No differences in colony formation of peripheral blood stem cells frozen with 5% or 10% dimethyl sulfoxide.

High-dose chemotherapy with autologous stem cell rescue usually requires cryopreservation of the cells. For several years, 10% dimethyl sulfoxide (DMSO) has been used as the standard cryoprotectant. Because DMSO infusion can lead to toxic clinical complications in a dose-related manner, we wanted to evaluate if reduction to 5% DMSO would be possible. We have compared colony formation in the myeloid, erythropoietic, and megakaryocyte lineages in peripheral blood progenitor cell (PBPC) samples cryopreserved in parallel with 5% and 10% DMSO. Twenty-seven PBPC samples from patients with malignant diseases were investigated after 3 months of cryopreservation in liquid N(2), and samples from 14 of these patients were investigated after 1 year.

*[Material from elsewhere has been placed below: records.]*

// Copyright (c) 2025 Geoffrey Huntley <ghuntley@ghuntley.com>. All rights reserved.
// SPDX-License-Identifier: Proprietary

use thiserror::Error;

use crate::evaluator::DenyReason;
use crate::operation::RegistryError;
use crate::role::RoleError;
use crate::scope::ScopeError;
use crate::types::{OperationId, ScopeRef, ScopeType};

/// Failure reported by a role or assignment storage backend.
#[derive(Debug, Error)]
pub enum StoreError {
	#[error("storage backend error: {0}")]
	Backend(#[source] Box<dyn std::error::Error + Send + Sync>),

	#[error("corrupt stored record: {0}")]
	Corrupt(String),
}

impl StoreError {
	pub fn backend(err: impl std::error::Error + Send + Sync + 'static) -> Self {
		StoreError::Backend(Box::new(err))
	}
}

/// Errors surfaced by the access-control service.
///
/// A denied check is a [`crate::Decision`], not an error. The one exception is
/// [`AuthzError::PermissionDenied`], produced only by the `check` helpers.
#[derive(Debug, Error)]
pub enum AuthzError {
	#[error(transparent)]
	Registry(#[from] RegistryError),

	#[error(transparent)]
	Scope(#[from] ScopeError),

	#[error("operation '{operation}' applies to '{expected}' scopes, not to '{target}'")]
	ScopeMismatch {
		operation: OperationId,
		expected: ScopeType,
		target: ScopeRef,
	},

	#[error(transparent)]
	Role(#[from] RoleError),

	#[error(transparent)]
	Store(#[from] StoreError),

	#[error("{0}")]
	PermissionDenied(Box<DenyReason>),
}

impl AuthzError {
	/// Errors caused by wiring mistakes rather than by the request.
	pub fn is_configuration_error(&self) -> bool {
		match self {
			AuthzError::Registry(_) | AuthzError::ScopeMismatch { .. } => true,
			AuthzError::Scope(err) => !matches!(
				err,
				ScopeError::NotFound(_) | ScopeError::AlreadyExists(_)
			),
			AuthzError::Role(err) => matches!(
				err,
				RoleError::UnknownRole(_) | RoleError::InvalidDefinition(_)
			),
			AuthzError::Store(StoreError::Corrupt(_)) => true,
			_ => false,
		}
	}

	pub fn is_not_found(&self) -> bool {
		matches!(self, AuthzError::Scope(ScopeError::NotFound(_)))
	}

	pub fn is_denied(&self) -> bool {
		matches!(self, AuthzError::PermissionDenied(_))
	}
}

#[cfg(test)]
mod tests {
	use super::*;
	use crate::evaluator::DenyCause;

	#[test]
	fn classifies_errors() {
		let unknown_op = AuthzError::from(RegistryError::UnknownOperation(OperationId::from(
			"database.table.fly",
		)));
		assert!(unknown_op.is_configuration_error());
		assert!(!unknown_op.is_not_found());

		let missing = AuthzError::from(ScopeError::NotFound(ScopeRef::new("database_table", 9)));
		assert!(missing.is_not_found());
		assert!(!missing.is_configuration_error());

		let cycle = AuthzError::from(ScopeError::CycleDetected(ScopeRef::new("workspace", 1)));
		assert!(cycle.is_configuration_error());

		let denied = AuthzError::PermissionDenied(Box::new(DenyReason {
			operation: OperationId::from("database.table.read"),
			target: ScopeRef::new("database_table", 1),
			cause: DenyCause::NoApplicableAssignment,
		}));
		assert!(denied.is_denied());
		assert!(!denied.is_configuration_error());
	}

	#[test]
	fn backend_errors_keep_their_source() {
		let err = StoreError::backend(std::io::Error::other("disk full"));
		assert!(std::error::Error::source(&err).is_some());
		assert!(err.to_string().contains("disk full"));
	}
}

A significantly higher colony formation was demonstrated for colony-forming units-erythrocyte (CFU-E) and CFU-granulocyte, erythrocyte, macrophage, megakaryocyte (GEMM) both at 3 months and at 1 year in the 5% samples. For CFU-granulocyte-macrophage (GM) and CFU-megakaryocyte (Mk) no significant difference was demonstrated neither at 3 months nor at 1 year in samples frozen with 5% and 10% DMSO. Also, there was a statistically significant correlation between the CFU-total and CFU-Mk-total, indicating that the CFU-total might be used as an evaluation of megakaryocyte progenitors. Viability testing with the Trypan Blue exclusion test showed that cells cryopreserved in 5% DMSO had significantly higher viability than the cells cryopreserved in 10% DMSO. We conclude that 5% DMSO is at least as good for cryopreservation of small-volume PBPC samples as the conventional 10% DMSO, and our results suggest that the possibility of using 5% DMSO for cryopreservation of autologous PBPC grafts should be further investigated in clinical studies.